PROVIDED DATA section start
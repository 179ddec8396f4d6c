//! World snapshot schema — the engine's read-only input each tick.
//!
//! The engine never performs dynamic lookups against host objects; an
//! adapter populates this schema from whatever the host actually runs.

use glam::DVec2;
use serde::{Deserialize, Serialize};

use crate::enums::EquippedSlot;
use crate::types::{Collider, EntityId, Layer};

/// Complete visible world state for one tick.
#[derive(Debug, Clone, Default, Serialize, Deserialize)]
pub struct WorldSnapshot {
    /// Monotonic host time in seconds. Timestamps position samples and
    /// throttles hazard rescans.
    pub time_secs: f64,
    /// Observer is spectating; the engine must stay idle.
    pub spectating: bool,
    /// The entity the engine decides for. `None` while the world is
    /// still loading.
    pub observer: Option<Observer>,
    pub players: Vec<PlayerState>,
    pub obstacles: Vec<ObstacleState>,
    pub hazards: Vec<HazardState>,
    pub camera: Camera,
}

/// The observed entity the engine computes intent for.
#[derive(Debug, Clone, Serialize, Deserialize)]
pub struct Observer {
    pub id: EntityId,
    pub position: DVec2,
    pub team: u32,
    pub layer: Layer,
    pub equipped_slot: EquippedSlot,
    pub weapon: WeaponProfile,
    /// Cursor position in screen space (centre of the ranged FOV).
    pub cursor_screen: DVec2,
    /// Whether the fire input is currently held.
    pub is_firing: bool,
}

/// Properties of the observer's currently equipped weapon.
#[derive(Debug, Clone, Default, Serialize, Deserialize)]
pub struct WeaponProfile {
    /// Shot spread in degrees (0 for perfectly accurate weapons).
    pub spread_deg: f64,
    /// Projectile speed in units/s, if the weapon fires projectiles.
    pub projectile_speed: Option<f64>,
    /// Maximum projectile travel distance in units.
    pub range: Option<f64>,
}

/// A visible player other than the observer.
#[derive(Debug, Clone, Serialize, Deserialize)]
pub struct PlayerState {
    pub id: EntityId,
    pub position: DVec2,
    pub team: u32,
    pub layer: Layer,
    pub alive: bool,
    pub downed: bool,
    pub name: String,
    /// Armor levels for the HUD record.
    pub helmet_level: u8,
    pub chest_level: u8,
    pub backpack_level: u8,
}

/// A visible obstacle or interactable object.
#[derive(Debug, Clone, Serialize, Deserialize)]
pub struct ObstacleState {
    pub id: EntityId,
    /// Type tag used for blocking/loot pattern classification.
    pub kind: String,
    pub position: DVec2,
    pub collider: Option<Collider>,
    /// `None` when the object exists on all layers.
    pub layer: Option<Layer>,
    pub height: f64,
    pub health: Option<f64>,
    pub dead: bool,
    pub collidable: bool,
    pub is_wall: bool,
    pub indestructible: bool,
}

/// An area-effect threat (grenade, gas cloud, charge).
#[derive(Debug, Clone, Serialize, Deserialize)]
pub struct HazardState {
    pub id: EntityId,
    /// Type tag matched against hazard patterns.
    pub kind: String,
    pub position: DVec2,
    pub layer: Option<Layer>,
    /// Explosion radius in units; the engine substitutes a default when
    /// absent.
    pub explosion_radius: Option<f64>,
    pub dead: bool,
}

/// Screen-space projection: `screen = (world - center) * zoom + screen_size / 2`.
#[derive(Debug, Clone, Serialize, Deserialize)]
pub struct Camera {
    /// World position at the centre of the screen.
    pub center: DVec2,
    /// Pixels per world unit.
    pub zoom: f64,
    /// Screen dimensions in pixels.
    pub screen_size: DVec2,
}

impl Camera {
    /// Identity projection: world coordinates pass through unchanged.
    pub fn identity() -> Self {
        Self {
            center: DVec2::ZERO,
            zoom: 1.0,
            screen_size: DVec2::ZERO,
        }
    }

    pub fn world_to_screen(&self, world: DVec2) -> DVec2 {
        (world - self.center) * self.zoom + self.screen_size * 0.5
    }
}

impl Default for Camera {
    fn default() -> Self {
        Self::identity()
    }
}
PROVIDED DATA section end
WHAT IS REQUIRED –
Your answer must be the lines above from the one containing "host objects; an" to the one containing "pub struct WeaponProfile", both included, restated word for word.

RESULT BELOW –
//! The engine never performs dynamic lookups against host objects; an
//! adapter populates this schema from whatever the host actually runs.

use glam::DVec2;
use serde::{Deserialize, Serialize};

use crate::enums::EquippedSlot;
use crate::types::{Collider, EntityId, Layer};

/// Complete visible world state for one tick.
#[derive(Debug, Clone, Default, Serialize, Deserialize)]
pub struct WorldSnapshot {
    /// Monotonic host time in seconds. Timestamps position samples and
    /// throttles hazard rescans.
    pub time_secs: f64,
    /// Observer is spectating; the engine must stay idle.
    pub spectating: bool,
    /// The entity the engine decides for. `None` while the world is
    /// still loading.
    pub observer: Option<Observer>,
    pub players: Vec<PlayerState>,
    pub obstacles: Vec<ObstacleState>,
    pub hazards: Vec<HazardState>,
    pub camera: Camera,
}

/// The observed entity the engine computes intent for.
#[derive(Debug, Clone, Serialize, Deserialize)]
pub struct Observer {
    pub id: EntityId,
    pub position: DVec2,
    pub team: u32,
    pub layer: Layer,
    pub equipped_slot: EquippedSlot,
    pub weapon: WeaponProfile,
    /// Cursor position in screen space (centre of the ranged FOV).
    pub cursor_screen: DVec2,
    /// Whether the fire input is currently held.
    pub is_firing: bool,
}

/// Properties of the observer's currently equipped weapon.
#[derive(Debug, Clone, Default, Serialize, Deserialize)]
pub struct WeaponProfile {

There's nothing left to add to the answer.